Этот вздох не от тяжести фронтовой жизни, а, скорее, от душевной угнетенности, рожденной отступлением.
Состроит кто-нибудь убийственную гримасу: дескать, все пропало, и настроение испорчено.
Некоторые, осмелев, бросали недобрый слух:
— Бежим. Вовсю бежим.
Но бойцы знали, как поступать с такими "всезнайками".
После того, как батальон вышел из окружения, день и ночь шли оборонительные работы.
Капитан Никулин, сообразно с планом общей обороны, должен встретить врага на берегу речки.
— Вот здесь-то мы и побьем как следует фашиста, — говорил он, потирая руки.
Капитан хотел, чтобы с этой мыслью сжились бойцы, и повторял ее при каждом удобном случае.
Все, пожалуй, шло хорошо. Одно беспокоило Аскара-Палвана — разлука с земляками.
"Где они могут быть? — раздумывал он. — Может быть, Али попал в плен, а Бектемира убили?"

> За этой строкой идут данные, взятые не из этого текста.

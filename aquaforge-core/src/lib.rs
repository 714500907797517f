pub mod batches;
pub mod comparison;
pub mod error;
pub mod logger;
pub mod planner;
pub mod resources;
pub mod schedule;
pub mod validation;
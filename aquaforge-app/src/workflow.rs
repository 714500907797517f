use crate::config::KnowledgeBase;
use crate::plotting;
use crate::Cli;
use anyhow::{Context, Result};
use aquaforge_core::{
    batches::UniformLarvae,
    comparison::ComparisonReport,
    logger::export_schedule,
    planner::{PlanOutcome, PlannerBuilder},
    schedule::ScheduleResult,
};
use aquaforge_schemas::{
    facility::FacilityConfiguration, file_formats::FacilityFile, measurement::InclusiveRange,
};
use rand::{rngs::StdRng, SeedableRng};
use serde::Serialize;
use std::{
    fs,
    path::{Path, PathBuf},
};
use tracing::info;

/// What a run used and what it concluded, written next to the exports for traceability.
#[derive(Debug, Serialize)]
struct RunManifest<'a> {
    created_at: String,
    seed: u64,
    larvae_range: InclusiveRange<u64>,
    batches: Vec<ManifestBatch>,
    comparison: &'a ComparisonReport,
}

#[derive(Debug, Serialize)]
struct ManifestBatch {
    species_id: String,
    larvae_count: u64,
}

/// Runs the full planning workflow and returns the directory the results were written to.
pub fn run(cli: &Cli) -> Result<PathBuf> {
    let kb = KnowledgeBase::load(
        cli.species.as_deref(),
        cli.facility_file.as_deref(),
        &cli.facility,
    )?;
    print_facility(&kb.facility);

    // A drawn seed is still recorded so the run can be replayed.
    let seed = cli.seed.unwrap_or_else(rand::random);
    let range = InclusiveRange {
        min: cli.min_larvae,
        max: cli.max_larvae,
    };
    info!(seed, min = range.min, max = range.max, "generating batches");

    let planner = PlannerBuilder::new()
        .with_species(kb.species.clone())
        .with_facility(kb.facility.clone())
        .with_generated_batches(range, &mut UniformLarvae::new(StdRng::seed_from_u64(seed)))?
        .build()?;

    println!("\nBatches generated for planning:");
    for batch in planner.batches() {
        println!(
            "  - {}: {} larvae",
            batch.species().display_name(),
            group_thousands(batch.larvae_count())
        );
    }

    let outcome = planner.run()?;
    print_schedule(&outcome.sequential);
    print_schedule(&outcome.overlapping);
    print_comparison(&outcome.comparison);

    let created_at = chrono::Utc::now();
    let output_dir = cli
        .output_dir
        .join(format!("plan_{}", created_at.format("%Y%m%d_%H%M%S")));
    fs::create_dir_all(&output_dir)
        .with_context(|| format!("Failed to create output directory: {:?}", output_dir))?;

    write_outputs(&output_dir, &outcome, &kb.facility)?;

    let manifest = RunManifest {
        created_at: created_at.to_rfc3339(),
        seed,
        larvae_range: range,
        batches: planner
            .batches()
            .iter()
            .map(|b| ManifestBatch {
                species_id: b.species().species_id.clone(),
                larvae_count: b.larvae_count(),
            })
            .collect(),
        comparison: &outcome.comparison,
    };
    fs::write(
        output_dir.join("run_manifest.json"),
        serde_json::to_string_pretty(&manifest)?,
    )
    .context("Failed to write run manifest")?;

    if cli.no_charts {
        info!("chart generation skipped");
    } else {
        plotting::generate_all_plots(&output_dir, &outcome)?;
    }

    Ok(output_dir)
}

/// Writes the CSV exports, the markdown comparison and a copy of the facility used.
fn write_outputs(output_dir: &Path, outcome: &PlanOutcome, facility: &FacilityConfiguration) -> Result<()> {
    for schedule in [&outcome.sequential, &outcome.overlapping] {
        let path = output_dir.join(format!("schedule_{}.csv", schedule.policy.slug()));
        export_schedule(&path, schedule)?;
        info!(path = %path.display(), "schedule exported");
    }

    let table = generate_comparison_table(outcome);
    fs::write(output_dir.join("comparison_report.md"), table)
        .context("Failed to write comparison report")?;

    // Copy the effective facility, overrides included, for traceability.
    let facility_file = FacilityFile {
        schema_version: "1.0".to_string(),
        facility: facility.clone(),
    };
    fs::write(
        output_dir.join("facility.yaml"),
        serde_yaml::to_string(&facility_file)?,
    )
    .context("Failed to write facility copy")?;
    Ok(())
}

fn generate_comparison_table(outcome: &PlanOutcome) -> String {
    let comparison = &outcome.comparison;
    let mut table = String::from("| Metric | Sequential | Overlapping |\n");
    table.push_str("|--------|------------|-------------|\n");
    table.push_str(&format!(
        "| Total cycle time (days) | {} | {} |\n",
        comparison.sequential_days, comparison.overlapping_days
    ));
    table.push_str(&format!(
        "| Larvae seeded | {} | {} |\n",
        group_thousands(outcome.sequential.total_larvae_seeded()),
        group_thousands(outcome.overlapping.total_larvae_seeded())
    ));
    table.push_str(&format!(
        "| Commercial fish | {} | {} |\n",
        group_thousands(outcome.sequential.total_commercial_fish()),
        group_thousands(outcome.overlapping.total_commercial_fish())
    ));
    table.push_str(&format!(
        "| Tonnes per cycle | {:.2} | {:.2} |\n",
        outcome.sequential.total_tonnes(),
        outcome.overlapping.total_tonnes()
    ));
    table.push_str(&format!(
        "| Programme survival (%) | {:.1} | {:.1} |\n",
        outcome.sequential.programme_survival_pct(),
        outcome.overlapping.programme_survival_pct()
    ));

    table.push_str("\n| Species | Larvae | Commercial fish | Tonnes | Survival (%) | Start day | Harvest day |\n");
    table.push_str("|---------|--------|-----------------|--------|--------------|-----------|-------------|\n");
    for detail in &outcome.overlapping.details {
        let (start, end) = match detail.timeline {
            Some(t) => (t.start_day.to_string(), t.fattening_end_day.to_string()),
            None => ("N/A".to_string(), "N/A".to_string()),
        };
        table.push_str(&format!(
            "| {} | {} | {} | {:.2} | {:.1} | {} | {} |\n",
            detail.species_name,
            group_thousands(detail.larvae_seeded),
            group_thousands(detail.commercial_fish),
            detail.tonnes_produced,
            detail.overall_survival_pct,
            start,
            end
        ));
    }

    table.push_str(&format!(
        "\nDays saved: {} ({:.1}%). Projected annual production: {:.2} t over {:.2} cycles, {:.1}% of the {:.0} t target.\n",
        comparison.days_saved,
        comparison.percent_saved,
        comparison.projected_annual_tonnes,
        comparison.annual_cycles,
        comparison.target_attainment_pct,
        comparison.annual_target_tonnes
    ));
    table
}

fn print_facility(facility: &FacilityConfiguration) {
    let hatchery = &facility.hatchery;
    let grow_out = &facility.grow_out;
    println!("\nFacility configuration:");
    println!(
        "  Larval tanks: {} (small {}, medium {}, large {})",
        facility.total_larval_tanks(),
        hatchery.larval_tanks.small,
        hatchery.larval_tanks.medium,
        hatchery.larval_tanks.large
    );
    println!("  Pre-growth tanks: {}", hatchery.pregrowth_tanks);
    println!(
        "  Sea cages: {} sites x {} cages of {} m3",
        grow_out.sites, grow_out.cages_per_site, grow_out.cage_volume_m3
    );
    println!(
        "  Land tanks: {} of {} m3",
        grow_out.land_tanks, grow_out.land_tank_volume_m3
    );
    println!(
        "  Survival: larval {:.0}%, pre-growth {:.0}%, fattening {:.0}%; efficiency {:.0}%",
        facility.rates.larval_survival() * 100.0,
        facility.rates.pregrowth_survival() * 100.0,
        facility.rates.fattening_survival() * 100.0,
        facility.rates.operational_efficiency() * 100.0
    );
    println!("  Annual target: {:.0} t", facility.annual_capacity_target_tonnes);
    if !facility.certifications.is_empty() {
        println!("  Certifications: {}", facility.certifications.join(", "));
    }
}

fn print_schedule(schedule: &ScheduleResult) {
    println!("\n========================================");
    println!("{}", schedule.method.to_uppercase());
    println!("========================================");

    for detail in &schedule.details {
        println!("\n{}", detail.species_name);
        println!("  NUMBERS:");
        println!("    Larvae seeded: {}", group_thousands(detail.larvae_seeded));
        println!("    Larval survivors: {}", group_thousands(detail.larval_survivors));
        println!("    Fry produced: {}", group_thousands(detail.fry_produced));
        println!("    Commercial fish: {}", group_thousands(detail.commercial_fish));
        println!("  RESOURCES:");
        println!("    Larval tanks: {}", detail.larval_tanks);
        println!("    Pre-growth tanks: {}", detail.pregrowth_tanks);
        println!("    Fattening cages: {}", detail.fattening_cages);
        if detail.over_capacity.any() {
            println!("    WARNING: requirement exceeds installed capacity and was capped");
        }
        println!("  TIMES:");
        println!("    Larval phase: {} days", detail.larval_days);
        println!("    Pre-growth phase: {} days", detail.pregrowth_days);
        println!("    Fattening phase: {} days", detail.fattening_days);
        if let Some(t) = detail.timeline {
            println!("    Start day: {}", t.start_day);
            println!("    Harvest day: {}", t.fattening_end_day);
        } else {
            println!("    Total: {} days", detail.total_days);
        }
        println!("  PERFORMANCE:");
        println!("    Production: {:.2} t", detail.tonnes_produced);
        println!("    Overall survival: {:.1}%", detail.overall_survival_pct);
    }

    println!("\nTOTALS:");
    println!("  Cycle time: {} days", schedule.total_cycle_days);
    println!("  Larvae seeded: {}", group_thousands(schedule.total_larvae_seeded()));
    println!("  Commercial fish: {}", group_thousands(schedule.total_commercial_fish()));
    println!("  Programme survival: {:.1}%", schedule.programme_survival_pct());
    println!("  Production: {:.2} t", schedule.total_tonnes());
}

fn print_comparison(comparison: &ComparisonReport) {
    println!("\n========================================");
    println!("COMPARISON");
    println!("========================================");
    println!("  Sequential cycle: {} days", comparison.sequential_days);
    println!("  Overlapping cycle: {} days", comparison.overlapping_days);
    if comparison.overlap_is_faster() {
        println!(
            "  Time saved: {} days ({:.1}%)",
            comparison.days_saved, comparison.percent_saved
        );
    } else {
        println!("  Overlapping schedule saves no time ({} days)", comparison.days_saved);
    }

    println!("\nESTIMATED ANNUAL PRODUCTION:");
    println!("  Production per cycle: {:.2} t", comparison.tonnes_per_cycle);
    println!("  Cycles per year: {:.2}", comparison.annual_cycles);
    println!("  Annual production: {:.2} t", comparison.projected_annual_tonnes);
    println!("  Target: {:.0} t", comparison.annual_target_tonnes);
    println!("  Target attainment: {:.1}%", comparison.target_attainment_pct);
}

/// Formats a count with comma thousands separators.
fn group_thousands(value: u64) -> String {
    let digits = value.to_string();
    let mut grouped = String::with_capacity(digits.len() + digits.len() / 3);
    for (i, c) in digits.chars().enumerate() {
        if i > 0 && (digits.len() - i) % 3 == 0 {
            grouped.push(',');
        }
        grouped.push(c);
    }
    grouped
}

Не давали покоя и мысли о семье. С тех пор как боец ушел из дому, он еще не получил ни одного письма. Часто, закрыв глаза, он с тоской вспоминал свою дочь, мать, жену. И тогда забывал все на свете. Он жалел сейчас о том, что в мирное время не проявлял большой заботы о семье. Почему он мало времени проводил с дочерью, не играл с ней вечерами? Зачем он иногда из-за какой-то мелочи сердился на жену — женщину трудолюбивую, тихую, воспитанную? В должной ли мере он проявлял почтение к любимой матери, которая не уставала молиться за их счастье?
Вода, с журчанием протекавшая под тополями в маленьком дворике, прохладная супа в летние дни, цветник рядом с ней, лоза винограда — все это казалось теперь недостижимым. Суждено ли ему когда-нибудь поцеловать доченьку, прижать ее к своей груди, выпить глоток холодной воды, сорвать кисть винограда?
… Аскар-Палван посмотрел на Дубова, усы которого при каждом ударе лопаты развевались, как кисточки кукурузного початка.
Лицо Дубова, изборожденное редкими, но глубокими морщинами, кривилось от боли. И Аскар-Палвану стало не по себе.
Дубов недавно был ранен в локоть, но все-таки остался в батальоне. Аскар-Палван, приблизившись к другу, посоветовал:
— Береги руку от пыли.
Дубов невольно улыбнулся:
— Что ж, сидеть мне, отдыхать? А немец?
Вечером Аскар-Палван сопровождал вызванного в штаб полка капитана — Никулина, потому что ординарца комбата, веселого солдата Суворова (иронизируя над его фамилией, бойцы называли ординарца генералом), ранило.
Аскар-Палван, восседая на гнедой лошади, ехал вслед за капитаном.
По немощеной, замерзшей дороге они добрались до деревни.
Улицы были безмолвны, дома казались пустыми. Около колодца стояли старик с пышной бородой и женщина, полная, круглая. Рассматривая неожиданных гостей, они о чем-то шептались. Деревню миновали быстро и повернули на дорогу, ведущую к лесу. Около штаба полка Никулин ловко соскочил с лошади и отдал повод Аскар-Палвану.